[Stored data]
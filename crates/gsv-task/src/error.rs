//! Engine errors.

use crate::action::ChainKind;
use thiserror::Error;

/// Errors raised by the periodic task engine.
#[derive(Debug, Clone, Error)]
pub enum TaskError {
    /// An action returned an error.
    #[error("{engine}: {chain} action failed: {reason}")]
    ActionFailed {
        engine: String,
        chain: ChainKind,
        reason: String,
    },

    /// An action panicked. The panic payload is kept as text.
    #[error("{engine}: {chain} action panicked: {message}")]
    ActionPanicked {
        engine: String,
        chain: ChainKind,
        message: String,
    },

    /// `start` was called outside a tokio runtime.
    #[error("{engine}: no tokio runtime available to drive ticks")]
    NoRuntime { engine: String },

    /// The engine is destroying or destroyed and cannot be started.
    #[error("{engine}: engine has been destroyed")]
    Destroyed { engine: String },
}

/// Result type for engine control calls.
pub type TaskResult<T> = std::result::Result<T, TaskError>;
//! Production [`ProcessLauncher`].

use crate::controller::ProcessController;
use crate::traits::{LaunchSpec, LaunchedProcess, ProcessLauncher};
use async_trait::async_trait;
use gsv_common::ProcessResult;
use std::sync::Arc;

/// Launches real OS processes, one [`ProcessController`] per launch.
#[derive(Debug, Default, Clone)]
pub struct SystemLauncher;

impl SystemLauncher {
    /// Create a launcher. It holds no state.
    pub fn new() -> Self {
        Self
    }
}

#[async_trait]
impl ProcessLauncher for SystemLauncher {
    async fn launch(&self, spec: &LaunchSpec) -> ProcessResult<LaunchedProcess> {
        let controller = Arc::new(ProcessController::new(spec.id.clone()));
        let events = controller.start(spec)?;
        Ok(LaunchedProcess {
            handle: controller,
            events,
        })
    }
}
* * *
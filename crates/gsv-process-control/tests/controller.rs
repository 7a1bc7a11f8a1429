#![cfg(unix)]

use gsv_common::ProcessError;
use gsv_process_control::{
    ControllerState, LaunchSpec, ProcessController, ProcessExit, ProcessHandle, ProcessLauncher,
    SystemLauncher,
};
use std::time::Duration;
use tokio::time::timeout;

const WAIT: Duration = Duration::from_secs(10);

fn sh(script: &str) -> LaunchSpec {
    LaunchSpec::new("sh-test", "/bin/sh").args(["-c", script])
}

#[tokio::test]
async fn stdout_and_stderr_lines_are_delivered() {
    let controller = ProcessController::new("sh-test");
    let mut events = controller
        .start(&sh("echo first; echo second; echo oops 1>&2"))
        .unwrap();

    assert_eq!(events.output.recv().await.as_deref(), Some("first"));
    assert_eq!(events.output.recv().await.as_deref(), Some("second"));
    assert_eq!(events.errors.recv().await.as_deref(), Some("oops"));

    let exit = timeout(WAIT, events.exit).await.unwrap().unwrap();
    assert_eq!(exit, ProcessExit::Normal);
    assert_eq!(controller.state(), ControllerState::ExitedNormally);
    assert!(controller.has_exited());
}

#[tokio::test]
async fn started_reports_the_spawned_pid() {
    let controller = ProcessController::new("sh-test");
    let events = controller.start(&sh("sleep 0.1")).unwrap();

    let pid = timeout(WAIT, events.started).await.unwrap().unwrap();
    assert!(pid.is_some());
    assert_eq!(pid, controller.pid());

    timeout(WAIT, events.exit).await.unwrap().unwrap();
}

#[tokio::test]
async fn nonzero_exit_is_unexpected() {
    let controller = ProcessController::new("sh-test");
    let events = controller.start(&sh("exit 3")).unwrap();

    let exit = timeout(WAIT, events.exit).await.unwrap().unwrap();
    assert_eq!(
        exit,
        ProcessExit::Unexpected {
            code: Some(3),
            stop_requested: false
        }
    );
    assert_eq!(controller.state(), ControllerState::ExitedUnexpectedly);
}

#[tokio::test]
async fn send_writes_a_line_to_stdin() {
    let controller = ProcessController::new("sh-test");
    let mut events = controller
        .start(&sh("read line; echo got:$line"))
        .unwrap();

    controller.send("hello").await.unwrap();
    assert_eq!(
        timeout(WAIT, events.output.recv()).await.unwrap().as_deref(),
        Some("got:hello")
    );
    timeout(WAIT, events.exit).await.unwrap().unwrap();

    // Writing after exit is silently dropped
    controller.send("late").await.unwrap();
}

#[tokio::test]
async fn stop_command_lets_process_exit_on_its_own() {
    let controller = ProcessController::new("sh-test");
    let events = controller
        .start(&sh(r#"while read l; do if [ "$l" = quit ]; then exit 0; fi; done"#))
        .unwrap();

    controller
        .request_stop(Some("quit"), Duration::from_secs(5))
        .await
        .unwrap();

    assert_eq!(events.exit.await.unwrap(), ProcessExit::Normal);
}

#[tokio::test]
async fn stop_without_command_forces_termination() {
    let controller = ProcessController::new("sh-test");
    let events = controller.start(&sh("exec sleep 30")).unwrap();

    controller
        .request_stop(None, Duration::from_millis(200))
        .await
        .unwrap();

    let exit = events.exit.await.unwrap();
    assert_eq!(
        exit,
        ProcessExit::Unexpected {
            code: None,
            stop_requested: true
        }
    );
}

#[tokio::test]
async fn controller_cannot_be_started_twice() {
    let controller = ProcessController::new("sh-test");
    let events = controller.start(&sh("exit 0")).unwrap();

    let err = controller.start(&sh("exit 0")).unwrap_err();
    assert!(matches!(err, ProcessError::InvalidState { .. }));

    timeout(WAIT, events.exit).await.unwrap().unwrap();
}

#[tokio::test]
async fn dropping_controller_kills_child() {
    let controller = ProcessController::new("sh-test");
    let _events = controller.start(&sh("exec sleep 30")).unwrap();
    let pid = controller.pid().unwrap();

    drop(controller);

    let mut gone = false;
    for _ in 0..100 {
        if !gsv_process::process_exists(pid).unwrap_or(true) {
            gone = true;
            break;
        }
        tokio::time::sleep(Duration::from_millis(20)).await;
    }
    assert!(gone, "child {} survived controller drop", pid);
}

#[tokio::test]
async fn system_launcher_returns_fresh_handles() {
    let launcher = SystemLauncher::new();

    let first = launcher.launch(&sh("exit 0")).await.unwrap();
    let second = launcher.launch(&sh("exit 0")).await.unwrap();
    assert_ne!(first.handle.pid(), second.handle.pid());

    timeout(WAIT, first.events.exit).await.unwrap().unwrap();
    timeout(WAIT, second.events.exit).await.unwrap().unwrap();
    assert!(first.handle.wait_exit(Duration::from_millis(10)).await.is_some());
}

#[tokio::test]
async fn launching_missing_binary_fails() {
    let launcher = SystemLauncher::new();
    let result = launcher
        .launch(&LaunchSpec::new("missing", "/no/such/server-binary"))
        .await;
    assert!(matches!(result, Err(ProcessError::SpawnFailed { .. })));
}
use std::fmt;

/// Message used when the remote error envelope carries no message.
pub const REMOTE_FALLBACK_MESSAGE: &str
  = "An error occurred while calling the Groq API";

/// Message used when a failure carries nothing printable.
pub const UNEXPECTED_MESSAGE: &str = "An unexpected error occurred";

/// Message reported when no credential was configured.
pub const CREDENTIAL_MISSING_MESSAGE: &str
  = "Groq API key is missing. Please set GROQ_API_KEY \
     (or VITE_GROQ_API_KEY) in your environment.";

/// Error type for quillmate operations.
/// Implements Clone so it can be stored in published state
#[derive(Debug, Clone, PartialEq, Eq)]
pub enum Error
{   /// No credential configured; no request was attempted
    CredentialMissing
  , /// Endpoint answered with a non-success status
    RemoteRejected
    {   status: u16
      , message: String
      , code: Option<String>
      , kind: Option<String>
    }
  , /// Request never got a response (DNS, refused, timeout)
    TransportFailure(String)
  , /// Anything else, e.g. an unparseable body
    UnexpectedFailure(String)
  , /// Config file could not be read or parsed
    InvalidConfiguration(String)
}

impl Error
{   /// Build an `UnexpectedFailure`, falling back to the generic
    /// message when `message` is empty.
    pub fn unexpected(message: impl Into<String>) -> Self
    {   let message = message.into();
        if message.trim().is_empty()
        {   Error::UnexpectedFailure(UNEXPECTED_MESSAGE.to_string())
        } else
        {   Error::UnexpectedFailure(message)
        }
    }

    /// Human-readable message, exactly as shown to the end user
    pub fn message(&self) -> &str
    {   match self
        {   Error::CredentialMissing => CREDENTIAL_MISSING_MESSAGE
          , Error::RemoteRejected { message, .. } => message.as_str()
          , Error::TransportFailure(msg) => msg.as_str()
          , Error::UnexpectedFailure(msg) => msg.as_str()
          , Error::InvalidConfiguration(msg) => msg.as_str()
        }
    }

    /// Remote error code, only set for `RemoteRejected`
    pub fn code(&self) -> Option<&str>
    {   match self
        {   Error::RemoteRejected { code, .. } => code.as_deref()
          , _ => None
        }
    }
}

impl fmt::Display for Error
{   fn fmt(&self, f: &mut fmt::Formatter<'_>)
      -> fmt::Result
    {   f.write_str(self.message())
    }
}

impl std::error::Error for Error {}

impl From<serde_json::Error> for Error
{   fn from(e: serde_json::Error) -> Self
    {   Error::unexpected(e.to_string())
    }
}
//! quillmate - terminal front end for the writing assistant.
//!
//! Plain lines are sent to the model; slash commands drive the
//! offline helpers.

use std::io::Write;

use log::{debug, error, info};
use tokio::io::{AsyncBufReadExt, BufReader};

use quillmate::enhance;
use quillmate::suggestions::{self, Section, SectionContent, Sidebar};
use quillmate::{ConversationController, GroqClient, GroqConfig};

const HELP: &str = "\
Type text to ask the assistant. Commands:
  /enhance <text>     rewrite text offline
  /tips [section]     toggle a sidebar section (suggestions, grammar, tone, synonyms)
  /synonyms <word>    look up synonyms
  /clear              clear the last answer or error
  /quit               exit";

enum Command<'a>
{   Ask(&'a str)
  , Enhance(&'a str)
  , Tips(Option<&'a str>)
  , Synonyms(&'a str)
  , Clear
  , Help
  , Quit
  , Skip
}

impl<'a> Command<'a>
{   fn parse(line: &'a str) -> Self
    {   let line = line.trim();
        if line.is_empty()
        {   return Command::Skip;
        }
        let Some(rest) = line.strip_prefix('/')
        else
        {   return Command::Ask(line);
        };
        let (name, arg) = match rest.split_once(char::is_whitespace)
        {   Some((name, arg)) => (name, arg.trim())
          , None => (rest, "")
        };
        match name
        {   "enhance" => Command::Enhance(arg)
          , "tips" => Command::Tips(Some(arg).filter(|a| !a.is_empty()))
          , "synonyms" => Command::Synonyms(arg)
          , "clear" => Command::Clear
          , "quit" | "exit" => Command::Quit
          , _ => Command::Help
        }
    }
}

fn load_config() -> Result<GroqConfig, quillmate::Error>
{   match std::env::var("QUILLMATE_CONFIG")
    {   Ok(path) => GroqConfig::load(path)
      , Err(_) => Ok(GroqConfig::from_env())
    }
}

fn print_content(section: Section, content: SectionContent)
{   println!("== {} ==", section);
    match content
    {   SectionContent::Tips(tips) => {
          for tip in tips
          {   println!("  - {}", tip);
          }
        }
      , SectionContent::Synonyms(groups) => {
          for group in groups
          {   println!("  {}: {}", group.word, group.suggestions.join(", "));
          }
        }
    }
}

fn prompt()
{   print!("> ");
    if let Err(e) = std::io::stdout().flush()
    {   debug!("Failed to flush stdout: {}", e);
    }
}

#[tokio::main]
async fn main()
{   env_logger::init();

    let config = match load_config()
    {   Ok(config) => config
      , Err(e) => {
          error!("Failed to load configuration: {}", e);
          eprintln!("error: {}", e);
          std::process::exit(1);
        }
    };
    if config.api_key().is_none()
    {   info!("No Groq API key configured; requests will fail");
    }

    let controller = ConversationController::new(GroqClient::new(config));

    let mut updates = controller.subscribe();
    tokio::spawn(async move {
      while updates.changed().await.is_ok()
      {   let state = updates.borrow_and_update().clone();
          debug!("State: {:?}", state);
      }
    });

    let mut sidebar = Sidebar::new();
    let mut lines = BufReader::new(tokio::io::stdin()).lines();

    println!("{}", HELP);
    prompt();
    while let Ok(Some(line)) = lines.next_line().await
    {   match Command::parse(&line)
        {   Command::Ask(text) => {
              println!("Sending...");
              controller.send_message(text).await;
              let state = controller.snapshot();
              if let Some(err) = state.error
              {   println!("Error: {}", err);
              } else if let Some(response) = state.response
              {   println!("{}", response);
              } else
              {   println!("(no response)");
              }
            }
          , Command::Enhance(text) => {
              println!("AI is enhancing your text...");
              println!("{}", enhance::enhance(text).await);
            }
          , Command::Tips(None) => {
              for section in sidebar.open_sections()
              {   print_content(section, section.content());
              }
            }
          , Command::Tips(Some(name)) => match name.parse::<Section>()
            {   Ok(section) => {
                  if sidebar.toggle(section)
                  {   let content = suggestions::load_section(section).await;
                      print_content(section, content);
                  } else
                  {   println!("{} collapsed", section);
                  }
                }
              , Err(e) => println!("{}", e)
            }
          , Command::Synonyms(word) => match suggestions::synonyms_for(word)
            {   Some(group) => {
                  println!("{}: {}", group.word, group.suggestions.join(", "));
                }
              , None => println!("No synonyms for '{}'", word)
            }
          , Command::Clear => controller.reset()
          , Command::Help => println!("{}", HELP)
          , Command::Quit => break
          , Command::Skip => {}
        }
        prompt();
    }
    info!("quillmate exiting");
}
...
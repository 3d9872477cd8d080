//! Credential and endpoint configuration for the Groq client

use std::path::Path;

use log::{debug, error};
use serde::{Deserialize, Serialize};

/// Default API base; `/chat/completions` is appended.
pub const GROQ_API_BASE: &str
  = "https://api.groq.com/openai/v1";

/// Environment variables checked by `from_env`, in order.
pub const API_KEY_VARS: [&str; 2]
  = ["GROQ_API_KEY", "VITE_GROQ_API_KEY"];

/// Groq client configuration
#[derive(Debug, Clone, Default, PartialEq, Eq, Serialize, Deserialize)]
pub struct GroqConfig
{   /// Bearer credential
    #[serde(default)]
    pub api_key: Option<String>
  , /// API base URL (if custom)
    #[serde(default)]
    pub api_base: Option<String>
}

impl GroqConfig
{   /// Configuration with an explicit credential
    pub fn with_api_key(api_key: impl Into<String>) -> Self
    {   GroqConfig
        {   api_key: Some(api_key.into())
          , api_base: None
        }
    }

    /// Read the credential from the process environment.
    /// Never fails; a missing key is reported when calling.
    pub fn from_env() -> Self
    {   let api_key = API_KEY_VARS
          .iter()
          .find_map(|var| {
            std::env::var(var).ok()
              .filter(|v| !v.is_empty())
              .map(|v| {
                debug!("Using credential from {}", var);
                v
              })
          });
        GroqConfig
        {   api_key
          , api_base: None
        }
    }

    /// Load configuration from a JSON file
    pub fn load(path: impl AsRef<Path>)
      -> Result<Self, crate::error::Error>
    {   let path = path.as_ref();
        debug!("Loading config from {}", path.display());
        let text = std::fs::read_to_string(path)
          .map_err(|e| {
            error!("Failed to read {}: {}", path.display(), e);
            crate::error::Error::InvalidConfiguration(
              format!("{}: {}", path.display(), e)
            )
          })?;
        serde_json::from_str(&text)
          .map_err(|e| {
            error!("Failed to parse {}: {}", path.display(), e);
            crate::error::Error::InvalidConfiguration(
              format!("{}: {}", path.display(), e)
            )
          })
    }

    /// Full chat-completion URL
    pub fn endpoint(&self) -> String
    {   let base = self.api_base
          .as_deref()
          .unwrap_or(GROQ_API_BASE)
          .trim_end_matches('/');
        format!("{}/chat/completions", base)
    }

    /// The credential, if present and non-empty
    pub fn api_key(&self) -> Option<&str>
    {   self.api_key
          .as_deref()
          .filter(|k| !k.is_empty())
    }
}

● EXERCISE PROMPT: Each line in the entries above, starting at the line with "pub fn code(&self) -> Option<&str>" and ending at the line with "f: &mut fmt::Formatter<'_>)", is to be printed exactly, and only those lines.

● PROBLEM SOLUTION:
    pub fn code(&self) -> Option<&str>
    {   match self
        {   Error::RemoteRejected { code, .. } => code.as_deref()
          , _ => None
        }
    }
}

impl fmt::Display for Error
{   fn fmt(&self, f: &mut fmt::Formatter<'_>)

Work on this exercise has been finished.